Huacachina is a small oasis town known for its picturesque lagoon surrounded by towering sand dunes. The oasis is often called “Peru’s desert jewel” and offers a unique landscape that seems straight out of a fairy tale. The legend says the lagoon was created from the tears of a princess mourning her lover, and the sand dunes were formed from her veil. In the past, Huacachina was a popular resort for wealthy Peruvians, especially in the 1940s and 50s. The oasis was appreciated for its natural beauty and the therapeutic qualities of its waters. It was believed that the water from the lagoon had healing properties. Today, the water is artificially replenished, and Huacachina has transformed from a health resort into an adventure tourism hotspot, primarily known for sandboarding and dune rides. That’s exactly why we were there. But not today. We parked Rosi at the “Ecocamp Huacachina” and were promptly invited to a Thanksgiving meal by the American “Run Away Family” (Instagram). Mindy and Griff have been traveling the world for several years with their four children, currently from Alaska to Argentina in a camper. Since we hadn’t had breakfast yet and it was already after noon, we naturally didn’t say no. The highlight was the non-alcoholic ginger ale cocktails with maraschino cherries. What a great American Thanksgiving day. Huacachina became our home for the next few days, and we enjoyed being out of the altitude of the Andes, not having to drive, or not being able to drive (due to blockades). We enjoyed the sunshine, warmth, the pool, the view of the surreal dune world, the company by the people and the sand beneath our feet. Most of the time, we spent at the pool, drinking cocktails, eating delicious food, and relaxing. Of course, we also explored the ultra-touristy town with its 1930s charm through the old buildings from the health resort era.

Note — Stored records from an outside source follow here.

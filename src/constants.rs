//! Application-wide constants and default values
//!
//! Centralizes API conventions, rate-limit timings and file naming so the
//! config layer and the fetch client agree on the same defaults.

/// Default base URL of the Sportradar NFL API (trial tier, English locale)
pub const DEFAULT_API_BASE_URL: &str = "https://api.sportradar.com/nfl/official/trial/v7/en";

/// Default timeout for HTTP requests in seconds
pub const DEFAULT_HTTP_TIMEOUT_SECONDS: u64 = 30;

/// Header carrying the API key
pub const API_KEY_HEADER: &str = "x-api-key";

/// Name used for the config directory and the log file
pub const APP_NAME: &str = "fantasy_pool";

/// Default season year and week for pool builds
pub const DEFAULT_YEAR: u32 = 2025;
pub const DEFAULT_WEEK: u32 = 1;

/// Positions included in a pool when the caller does not choose
pub const DEFAULT_POSITIONS: [&str; 4] = ["QB", "RB", "WR", "TE"];

/// Positions eligible for the FLEX slot, in output order
pub const FLEX_POSITIONS: [&str; 3] = ["RB", "WR", "TE"];

/// Rate-limit compliance for the trial-tier API. Delays are constant.
pub mod retry {
    /// Maximum number of attempts per request (including the first)
    pub const MAX_ATTEMPTS: u32 = 3;

    /// Cooldown after a 429 or a failed attempt (milliseconds)
    pub const RETRY_DELAY_MS: u64 = 5000;

    /// Politeness delay after every successful response (milliseconds)
    pub const REQUEST_DELAY_MS: u64 = 1000;
}

/// Environment variable names
pub mod env_vars {
    /// Primary API key variable
    pub const API_KEY: &str = "SPORTRADAR_API_KEY";

    /// Fallback API key variable
    pub const API_KEY_FALLBACK: &str = "API_KEY";

    /// Override for the API base URL
    pub const API_BASE_URL: &str = "FANTASY_POOL_API_BASE_URL";

    /// Override for the directory pool files are written to
    pub const OUTPUT_DIR: &str = "FANTASY_POOL_OUTPUT_DIR";

    /// Override for the log file path
    pub const LOG_FILE: &str = "FANTASY_POOL_LOG_FILE";

    /// Override for the HTTP timeout in seconds
    pub const HTTP_TIMEOUT: &str = "FANTASY_POOL_HTTP_TIMEOUT";
}

/// Console summary layout
pub mod summary {
    /// Players listed individually before the "... and N more" line
    pub const MAX_LISTED_PLAYERS: usize = 10;

    /// Width of the separator rule under summary headers
    pub const RULE_WIDTH: usize = 60;
}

And of course, we went sandboarding and dune buggy riding. We took a private buggy tour through the dunes. But our focus was on sandboarding and skiing. We trudged through the deep sand with ski boots and snowboard boots to the sand buggies. Our driver told us that there are over 300 sand buggies in the dune area. It used to be only 30, and back then, they could park at the entrance. Now, it has grown to a different scale, and there is a parking area for the vehicles in the dunes. Many are also parked outside, in Ica, being repaired, serviced, or otherwise used. We zoomed through the dunes to our first sand track. We giggled, wobbled, laughed, and had a blast. On some bumps, it felt like free fall. And somehow, you put your life in the hands of the driver. It’s not entirely without risk, I’d say. The first descent was about to begin. But first, we had to wax the skis or board. Actually, we used pieces of candles for that. After each descent, we had to do it again. The feeling of skiing through the sand was strange, and it took a while to get used to. But with each run, it felt better and more secure. It was a really beautiful feeling, skiing in the middle of nowhere, far from snow, in the desert. Each dune we approached got a little bigger and steeper until, at sunset, we reached the largest dune. The buggy driver said goodbye (he had once gotten stuck in the sand himself). We watched the sun disappear on the horizon and got ready for the longest and steepest descent. This descent took us straight back to the town of Huacachina, and we could walk back to the camp. Here, I realized again how happy adrenaline and sports make me. And also skiing. It was one of the highlights of our journey so far.